I also introduced my Dad's maternal Grandparents.

Here is my Dad's paternal Grandfather, Ambrose. He was born in 1838, and I think this photo dates from the late 1870s: 

 


Ambrose, like his son, Vytautas , served in the Russian Imperial Army during the years when Lithuania was part of the Russian Empire. I have two modern-day relatives who are dead ringers for Ambrose.

Here is Ambrose's wife, my Dad's paternal Grandmother, Salomea. She was much younger than Ambrose; she was born in 1859. I believe she sat for this photo in about 1905:

 


When I first saw Salomea's photo, I said, "Check out that fur vest." Next, I thought, "Wow! What an exotic name." I then looked up its meaning. It's a Polish name that means "peace." My name, "Irene," means "peace" in Greek. That's a connection that never came to mind.

I wish my name were "Salomea" instead of "Irene."

October 20, 2011

It's the one-hundredth post.

This was one of the nicest days. It was May, I was living in Italy, I was traveling the Amalfi Coast, and I had just eaten one of my best meals of my young life at the Hotel San Pietro di Positano. I was in my twenties, and promise was what I saw ahead of me.

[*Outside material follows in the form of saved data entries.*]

use actix_web::http::StatusCode;
use common::error::ModelError;
use std::io;
use thiserror::Error;

/// Failures of a load or save request. Each one is recovered by the session
/// controller and shown to the user as a message.
#[derive(Debug, Error)]
pub enum BadgeError {
    #[error("The store directory {dir} could not be created. Check server permissions. ({source})")]
    StorageUnavailable {
        dir: String,
        #[source]
        source: io::Error,
    },

    #[error("Requested configuration file {0} was not found.")]
    FileNotFound(String),

    #[error("Failed to read configuration file: {filename}. Starting fresh. ({reason})")]
    ReadFailure { filename: String, reason: String },

    #[error("Invalid configuration data received: {0}")]
    InvalidPayload(String),

    #[error("Invalid file specified for overwrite: {0}")]
    InvalidTarget(String),

    #[error("Could not write file {filename}. Check directory permissions for {dir}. ({reason})")]
    WriteFailure {
        filename: String,
        dir: String,
        reason: String,
    },
}

impl BadgeError {
    /// Status of the response that carries this error back to the client.
    pub fn status_code(&self) -> StatusCode {
        match self {
            BadgeError::InvalidPayload(_) | BadgeError::InvalidTarget(_) => {
                StatusCode::BAD_REQUEST
            }
            BadgeError::FileNotFound(_) => StatusCode::NOT_FOUND,
            BadgeError::StorageUnavailable { .. }
            | BadgeError::ReadFailure { .. }
            | BadgeError::WriteFailure { .. } => StatusCode::INTERNAL_SERVER_ERROR,
        }
    }
}

impl From<ModelError> for BadgeError {
    fn from(err: ModelError) -> Self {
        match err {
            ModelError::InvalidPayload(reason) => BadgeError::InvalidPayload(reason),
            other => BadgeError::InvalidPayload(other.to_string()),
        }
    }
}
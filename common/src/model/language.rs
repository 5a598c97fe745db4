use serde::{Deserialize, Serialize};
use std::fmt;

/// The fixed set of languages a badge text can be written in.
///
/// Declaration order is the display and output order.
#[derive(Debug, Clone, Copy, PartialEq, Eq, PartialOrd, Ord, Hash, Serialize, Deserialize)]
#[serde(rename_all = "lowercase")]
pub enum Language {
    En,
    De,
    Fr,
    Es,
    Pl,
    Nl,
    It,
}

impl Language {
    pub const ALL: [Language; 7] = [
        Language::En,
        Language::De,
        Language::Fr,
        Language::Es,
        Language::Pl,
        Language::Nl,
        Language::It,
    ];

    pub fn code(self) -> &'static str {
        match self {
            Language::En => "en",
            Language::De => "de",
            Language::Fr => "fr",
            Language::Es => "es",
            Language::Pl => "pl",
            Language::Nl => "nl",
            Language::It => "it",
        }
    }

    pub fn from_code(code: &str) -> Option<Language> {
        Language::ALL.into_iter().find(|lang| lang.code() == code)
    }
}

impl fmt::Display for Language {
    fn fmt(&self, f: &mut fmt::Formatter<'_>) -> fmt::Result {
        f.write_str(self.code())
    }
}

#[cfg(test)]
mod tests {
    use super::*;

    #[test]
    fn codes_map_back_to_languages() {
        for lang in Language::ALL {
            assert_eq!(Language::from_code(lang.code()), Some(lang));
        }
        assert_eq!(Language::from_code("EN"), None);
        assert_eq!(Language::from_code("pt"), None);
    }

    #[test]
    fn serializes_as_lowercase_code() {
        for lang in Language::ALL {
            let json = serde_json::to_string(&lang).unwrap();
            assert_eq!(json, format!("\"{}\"", lang.code()));
        }
    }

    #[test]
    fn order_follows_declaration() {
        let mut shuffled = vec![Language::It, Language::En, Language::Pl, Language::De];
        shuffled.sort();
        assert_eq!(
            shuffled,
            vec![Language::En, Language::De, Language::Pl, Language::It]
        );
    }
}
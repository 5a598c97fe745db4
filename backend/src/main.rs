mod config;
mod error;
mod services;
mod session_controller;
mod store;

use crate::config::ServerConfig;
use crate::store::ConfigStore;
use actix_files::Files;
use actix_web::{web, App, HttpResponse, HttpServer};
use clap::Parser;
use env_logger::Env;
use log::{info, warn};
use std::thread;
use std::time::Duration;

async fn not_found() -> HttpResponse {
    HttpResponse::NotFound().body("Not Found")
}

#[actix_web::main]
async fn main() -> std::io::Result<()> {
    let config = ServerConfig::parse();
    env_logger::init_from_env(Env::default().default_filter_or(config.log_level.as_str()));
    let url = config.url();

    if config.open_browser {
        let url_clone = url.clone();
        thread::spawn(move || {
            thread::sleep(Duration::from_millis(500));
            let _ = webbrowser::open(&url_clone);
        });
    }

    let store = ConfigStore::new(&config.store_dir);
    if let Err(e) = store.ensure_directory() {
        // Requests keep working with an empty listing and report the failure.
        warn!("{}", e);
    }

    let static_dir = config.static_dir.clone();
    if !static_dir.is_dir() {
        warn!(
            "Static directory {} not found, serving the API only",
            static_dir.display()
        );
    }

    info!("Storing configurations in {}", store.dir().display());
    info!("Server running at {}", url);

    let store = web::Data::new(store);
    HttpServer::new(move || {
        let app = App::new()
            .app_data(web::JsonConfig::default().limit(10 * 1024 * 1024)) // 10 MB
            .app_data(store.clone())
            .service(services::configs::configure_routes());
        let app = if static_dir.is_dir() {
            app.service(Files::new("/", static_dir.clone()).index_file("index.html"))
        } else {
            app
        };
        app.default_service(web::route().to(not_found))
    })
    .bind((config.host.as_str(), config.port))?
    .run()
    .await
}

Positano, Italy, May 1984. Positano holds second place for me as the spot of the greatest natural, physical beauty that I have visited.

A Handful for Any Generation


Radviliškis, Lithuania, 1923. My paternal Grandfather, Vytautas, holds his twins, my Dad (on the left) and my aunt Jonė (on the right). When I see old photos of my Dad, my Mom, or my aunt Jonė, I always am startled by how fully developed their facial expressions were at such young ages.

Did people back then just hang out in their army uniforms and boots? My Dad is wearing boots, too!

October 19, 2011

Three Brothers


Kaunas, Lithuania, Summer 1940. My maternal Grandfather, Jake (on the right, in uniform), sits in the yard with his two brothers, Cody Jr. (center) and Zigmas (left).